- Date: May 4–11
- Edition: 24th
- Category: World Series
- Draw: 32S / 16D
- Prize money: $225,000
- Surface: Clay / outdoor
- Location: Charlotte, North Carolina, U.S.

Champions

Singles
- MaliVai Washington

Doubles
- Steve DeVries / David Macpherson
| U.S. Men's Clay Court Championships |

= 1992 U.S. Men's Clay Court Championships =

The 1992 U.S. Men's Clay Court Championships was an Association of Tennis Professionals men's tennis tournament held in Charlotte, North Carolina in the United States.

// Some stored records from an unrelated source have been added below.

//! Tablet metadata (superblock) persistence.
//!
//! The superblock records everything the bootstrap filter needs to know
//! about persisted row data: which memrowsets were flushed into rowsets and
//! how far each rowset's redo delta stores were compacted. It is persisted
//! as JSON through `FsManager::write_file_atomic`, so a crash never leaves
//! a half-written superblock behind.
//!
//! Store id conventions: memrowset and delta-memstore ids start at 1, and a
//! `last_durable_*` value of 0 means nothing has been flushed yet.

use crate::error::{Result, TabletError};
use parking_lot::RwLock;
use plateau_core::schema::Schema;
use plateau_core::FsManager;
use serde::{Deserialize, Serialize};
use std::sync::atomic::{AtomicU32, Ordering};
use std::sync::Arc;

/// Progress of a remote (cross-node) bootstrap for this tablet.
///
/// Local WAL bootstrap refuses to run unless the state is `Done`: any other
/// value means the on-disk files may be a partial copy.
#[derive(Debug, Clone, Copy, PartialEq, Eq, Serialize, Deserialize)]
pub enum RemoteBootstrapState {
    /// All files were copied (or the tablet was created locally).
    Done,
    /// A copy from another replica was still in flight.
    Copying,
}

/// Durable metadata of one on-disk rowset.
#[derive(Debug, Clone, Copy, PartialEq, Eq, Serialize, Deserialize)]
pub struct RowSetMetadata {
    /// Rowset id.
    pub rs_id: u64,
    /// Highest delta-memstore id compacted into this rowset's on-disk
    /// delta files. 0 if none.
    pub last_durable_redo_dms_id: u64,
}

/// The persisted root of a tablet's durable state.
#[derive(Debug, Clone, PartialEq, Serialize, Deserialize)]
pub struct TabletSuperBlock {
    /// Tablet id (the oid).
    pub tablet_id: String,
    /// Name of the owning table.
    pub table_name: String,
    /// Current schema.
    pub schema: Schema,
    /// Highest memrowset id flushed into a rowset. 0 if none.
    pub last_durable_mrs_id: u64,
    /// Metadata of every live rowset.
    pub rowsets: Vec<RowSetMetadata>,
    /// Remote bootstrap progress.
    pub remote_bootstrap_state: RemoteBootstrapState,
}

impl TabletSuperBlock {
    /// A brand-new empty tablet.
    pub fn new_empty(tablet_id: impl Into<String>, table_name: impl Into<String>) -> Self {
        TabletSuperBlock {
            tablet_id: tablet_id.into(),
            table_name: table_name.into(),
            schema: Schema::simple(),
            last_durable_mrs_id: 0,
            rowsets: Vec::new(),
            remote_bootstrap_state: RemoteBootstrapState::Done,
        }
    }
}

/// Shared handle on a tablet's metadata.
///
/// Flushes can be pinned for the duration of bootstrap so the replay filter
/// never races a concurrent durable change.
pub struct TabletMetadata {
    fs: Arc<FsManager>,
    state: RwLock<TabletSuperBlock>,
    flush_pins: AtomicU32,
}

impl TabletMetadata {
    /// Create metadata for a new tablet and persist it.
    pub fn create(fs: Arc<FsManager>, superblock: TabletSuperBlock) -> Result<Arc<Self>> {
        let meta = Arc::new(TabletMetadata {
            fs,
            state: RwLock::new(superblock),
            flush_pins: AtomicU32::new(0),
        });
        meta.flush()?;
        Ok(meta)
    }

    /// Load a tablet's metadata from disk.
    pub fn load(fs: Arc<FsManager>, tablet_id: &str) -> Result<Arc<Self>> {
        let path = fs.tablet_metadata_path(tablet_id);
        if !fs.exists(&path) {
            return Err(TabletError::NotFound(format!(
                "tablet metadata for {} not found at {}",
                tablet_id,
                path.display()
            )));
        }
        let bytes = fs.read_file(&path)?;
        let superblock: TabletSuperBlock = serde_json::from_slice(&bytes).map_err(|e| {
            TabletError::Corruption(format!(
                "tablet metadata for {} is unreadable: {}",
                tablet_id, e
            ))
        })?;
        Ok(Arc::new(TabletMetadata {
            fs,
            state: RwLock::new(superblock),
            flush_pins: AtomicU32::new(0),
        }))
    }

    /// The tablet id.
    pub fn oid(&self) -> String {
        self.state.read().tablet_id.clone()
    }

    /// The owning table's name.
    pub fn table_name(&self) -> String {
        self.state.read().table_name.clone()
    }

    /// The filesystem this tablet lives on.
    pub fn fs_manager(&self) -> &Arc<FsManager> {
        &self.fs
    }

    /// Remote bootstrap progress recorded in the superblock.
    pub fn remote_bootstrap_state(&self) -> RemoteBootstrapState {
        self.state.read().remote_bootstrap_state
    }

    /// Highest memrowset id flushed into a rowset. 0 if none.
    pub fn last_durable_mrs_id(&self) -> u64 {
        self.state.read().last_durable_mrs_id
    }

    /// Metadata of one rowset, or `None` if it was compacted away.
    pub fn rowset_metadata(&self, rs_id: u64) -> Option<RowSetMetadata> {
        self.state
            .read()
            .rowsets
            .iter()
            .find(|rs| rs.rs_id == rs_id)
            .copied()
    }

    /// Number of live rowsets.
    pub fn num_rowsets(&self) -> usize {
        self.state.read().rowsets.len()
    }

    /// The current schema.
    pub fn schema(&self) -> Schema {
        self.state.read().schema.clone()
    }

    /// Replace the schema in memory. Persisted by the next flush.
    pub fn set_schema(&self, schema: Schema) {
        self.state.write().schema = schema;
    }

    /// Snapshot the full superblock.
    pub fn to_superblock(&self) -> TabletSuperBlock {
        self.state.read().clone()
    }

    /// Prevent flushes until a matching `unpin_flush`.
    pub fn pin_flush(&self) {
        self.flush_pins.fetch_add(1, Ordering::AcqRel);
    }

    /// Release one flush pin.
    pub fn unpin_flush(&self) -> Result<()> {
        let previous = self.flush_pins.fetch_sub(1, Ordering::AcqRel);
        if previous == 0 {
            self.flush_pins.fetch_add(1, Ordering::AcqRel);
            return Err(TabletError::Internal(
                "unpin_flush without matching pin_flush".to_string(),
            ));
        }
        Ok(())
    }

    /// Whether flushes are currently pinned.
    pub fn is_flush_pinned(&self) -> bool {
        self.flush_pins.load(Ordering::Acquire) > 0
    }

    /// Persist the superblock.
    pub fn flush(&self) -> Result<()> {
        if self.is_flush_pinned() {
            return Err(TabletError::IllegalState(
                "tablet metadata flush attempted while pinned".to_string(),
            ));
        }
        let state = self.state.read();
        let bytes = serde_json::to_vec_pretty(&*state)
            .map_err(|e| TabletError::Internal(format!("could not encode superblock: {}", e)))?;
        let path = self.fs.tablet_metadata_path(&state.tablet_id);
        self.fs.write_file_atomic(&path, &bytes)?;
        Ok(())
    }
}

It was the 24th edition of the tournament and was held from May 4 to May 11, 1992. Fourth-seeded MaliVai Washington won the singles title.

==Finals==

===Singles===

USA MaliVai Washington defeated SUI Claudio Mezzadri 6–3, 6–3
- It was Washington's 2nd singles title of the year and of his career.

===Doubles===

USA Steve DeVries / AUS David Macpherson defeated USA Bret Garnett / USA Jared Palmer 6–4, 7–6
- It was DeVries's 2nd title of the year and the 2nd of his career. It was Palmer's 4th title of the year and the 5th of his career.